Gender mich nicht begins with obviously romanticised images of nature: a sunrise, underscored by harmonious piano music, then a series of animal parents and their offspring in the wild. With a series of several rhetorical questions, a voice-over narrator puts the images into a context, barely concealing the ironic tone of voice: ‘Gender? Just a social construct. Male and female? Only acquired. The family? An obsolete model that has to be overcome.’ The message is clear: gender and family are not just a social construct. The animals depicted – relatively ‘cute’ examples that can be shown in a humanising light more quickly – are not only made representative of a natural sexual dimorphism but also form family-like structures. A constructivist view of human gender identity is to be seen as ‘against nature’ in the truest sense of the word. The pointedly calm narrative style underlines this premise: The position presented is such an obvious truth that one need not bother to prove its correctness with evidence or argumentation.

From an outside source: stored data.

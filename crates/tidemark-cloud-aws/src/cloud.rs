//! AWS cloud handle passed to every task

use crate::api::ElbV2Api;
use crate::listing::list_load_balancers;
use async_trait::async_trait;
use std::sync::Arc;
use tidemark_cloud::{ApiIngressStatus, ClusterStatus, Result, StatusStore, Tags};
use tidemark_core::DEFAULT_TAG_BATCH_LIMIT;

/// ELBv2 client plus the tags that mark objects as managed by this cluster
#[derive(Clone)]
pub struct AwsCloud {
    api: Arc<dyn ElbV2Api>,
    tags: Tags,
    tag_batch_limit: usize,
}

impl AwsCloud {
    pub fn new(api: Arc<dyn ElbV2Api>, tags: Tags) -> Self {
        Self {
            api,
            tags,
            tag_batch_limit: DEFAULT_TAG_BATCH_LIMIT,
        }
    }

    pub fn with_tag_batch_limit(mut self, limit: usize) -> Self {
        self.tag_batch_limit = limit.max(1);
        self
    }

    pub fn api(&self) -> &dyn ElbV2Api {
        self.api.as_ref()
    }

    /// Ownership tags; only objects carrying all of them are considered
    pub fn tags(&self) -> &Tags {
        &self.tags
    }

    pub fn tag_batch_limit(&self) -> usize {
        self.tag_batch_limit
    }
}

impl std::fmt::Debug for AwsCloud {
    fn fmt(&self, f: &mut std::fmt::Formatter<'_>) -> std::fmt::Result {
        f.debug_struct("AwsCloud")
            .field("tags", &self.tags)
            .field("tag_batch_limit", &self.tag_batch_limit)
            .finish_non_exhaustive()
    }
}

/// Tag key carrying the cluster name
pub const CLUSTER_TAG: &str = "KubernetesCluster";

#[async_trait]
impl StatusStore for AwsCloud {
    /// Etcd membership lives on EC2 volumes, which ELBv2 cannot see
    async fn find_cluster_status(&self, cluster: &str) -> Result<ClusterStatus> {
        tracing::debug!("No etcd status available from ELBv2 for {}", cluster);
        Ok(ClusterStatus::default())
    }

    /// DNS names of the cluster's load balancers
    async fn get_api_ingress_status(&self, cluster: &str) -> Result<Vec<ApiIngressStatus>> {
        let mut ingress: Vec<ApiIngressStatus> = list_load_balancers(self)
            .await?
            .into_iter()
            .filter(|lb| lb.get_tag(CLUSTER_TAG) == Some(cluster))
            .filter_map(|lb| lb.resource.dns_name.map(ApiIngressStatus::hostname))
            .collect();
        ingress.sort_by(|a, b| a.hostname.cmp(&b.hostname));
        Ok(ingress)
    }
}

But then comes the shock: ‘Millions of years of evolution turned upside down by a few gender ideologists,’ complains the speaker. The biological order of nature is being turned upside down because of the blindness of a few – contrary to the system that has existed since time immemorial. The video ignores that the gender debate caricatured here is in reality not dominated by a few allegedly fanatical ideologues, but has made waves internationally. Instead, viewers are presented with an almost satirical exaggeration of actual scientific positions. Its own position is propagated as truth, while particular aspects of the other position are decontextualized and exaggerated to demonstrate its alleged absurdity. The video also does not shy away from deliberate misrepresentations of the theoretical statements. Not only is the conceptual distinction between the concepts of biological sex and social gender identity deliberately blurred, but it is also claimed, without citing any evidence, that the goal of the ‘gender ideologues’ is the ‘creation of a new human being’.

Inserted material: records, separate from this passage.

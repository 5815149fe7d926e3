//! Typed access to [`GeoRecord`]s kept in a [`Store`].

use tracing::debug;

use crate::record::{zip_from_key, zip_key, DecodeError, GeoRecord};
use crate::{Result, Store};

impl Store {
    /// Stores `record` under the key for its ZIP code.
    pub fn insert_record(&self, record: &GeoRecord) -> Result<()> {
        let value = record.encode()?;
        debug!(zip = record.zip_code, "Inserting record");
        self.insert(&record.key(), &value)
    }

    pub fn lookup_record(&self, zip_code: u64) -> Result<GeoRecord> {
        let value = self.lookup(&zip_key(zip_code))?;
        Ok(GeoRecord::decode(&value)?)
    }

    pub fn remove_record(&self, zip_code: u64) -> Result<()> {
        debug!(zip = zip_code, "Removing record");
        self.remove(&zip_key(zip_code))
    }

    /// Every stored record, ordered by ZIP code. An entry whose key or value doesn't decode, or
    /// whose record belongs to another ZIP code than its key, is yielded as an error.
    pub fn records(&self) -> impl Iterator<Item = Result<GeoRecord>> + '_ {
        self.dump().map(|entry| -> Result<GeoRecord> {
            let (key, value) = entry?;
            let zip_code = zip_from_key(&key)?;
            let record = GeoRecord::decode(&value)?;
            if record.zip_code != zip_code {
                return Err(DecodeError::KeyMismatch {
                    key: zip_code,
                    record: record.zip_code,
                }
                .into());
            }
            Ok(record)
        })
    }
}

As a supposed expert, the author Birgit Kelle delivers sound bites in which she is perplexed by the absurdity of ‘GenderGaga’. It is also claimed that the ‘gender ideology’ meets with resistance in professional circles – but it is not mentioned that Kelle is a fiction writer, not a scientist. The video uses a few rhetorical devices again and again, consistently and without humour, and relies on the constant repetition of the same arguments. This so-called ‘proof by assertion’ strategy, however, is in no way valid: a statement does not become truer the more often it is repeated. The reduced syntactic complexity of the speaker’s commentary is also striking, which seems almost obsessively fixed on provocative hypophora – rhetorical questions which are then answered by the speaker: ‘The method? Early sexualisation and indoctrination of children from pre-school age. The trick? Introduction through the back door, without informing the public.’

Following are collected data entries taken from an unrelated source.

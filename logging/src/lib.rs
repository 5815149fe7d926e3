//! Log configuration shared by the `geokv` binaries.

use tracing::metadata::LevelFilter;
use tracing_subscriber::prelude::*;
use tracing_subscriber::{fmt, EnvFilter};

/// Installs a global subscriber writing to stderr at `INFO`, unless `RUST_LOG` says otherwise.
pub fn configure() {
    configure_with_default(LevelFilter::INFO);
}

/// Same as [`configure`] but with a caller-chosen default level. `RUST_LOG` still wins.
pub fn configure_with_default(level: LevelFilter) {
    // Keep stdout clean for the demo's own output.
    tracing_subscriber::registry()
        .with(fmt::layer().with_writer(std::io::stderr).with_ansi(false))
        .with(
            EnvFilter::builder()
                .with_default_directive(level.into())
                .from_env_lossy(),
        )
        .init();
}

Here at the latest, the style and rhetoric of the clip – the use of ironic animal videos, sentimental piano accompaniment, and exaggerated choice of words – can no longer be clearly distinguished from a parody of right-wing populist positions. The reduction to the simplest patterns of argumentation and striking illustrations lacks any claim to seriousness. In an attempt to condense the content of the anti-gender campaign to the lowest common denominator in order to make it understandable to everyone, the video takes itself ad absurdum. Only the fact that it is demonstrably a genuine action of ‘Junge Freiheit’ still shows that it is meant seriously.
This is followed by a call to take part in a demonstration against so-called ‘GenderGaga’. This ‘demonstration for all’ – named in reference to the French protest march ‘La Manif pour tous’ against same-sex marriage a year earlier – was attended by AfD politician Beatrix von Storch, author Birgit Kelle, and several extreme right-wing groups such as the ‘Identitarian Movement’. Using the slogan ‘For true diversity, against red-green simplicity’, the concept of diversity is reinterpreted here in a heteronormative way: the traditional family – consisting of father, mother, and child – is true diversity, since it is biologically determined. Diversity, in other words, is opposed to the ideological ‘levelling down’ through early sexualisation of children: ‘gender, dildo, leather whip, group sex’. It is absurd to claim that such buzzwords find their way into school lessons, let alone early childhood education. There is no real discussion of gender theory and its positions. Instead, the ‘Gender me not’ campaign relies on misinformation, provocation, and agitational rhetoric. Individual aspects of the opposing position are hyperbolically overloaded in order to distract from the lack of evidence for a large part of their own assertions. Thus, the video ultimately appears to be a caricature of itself.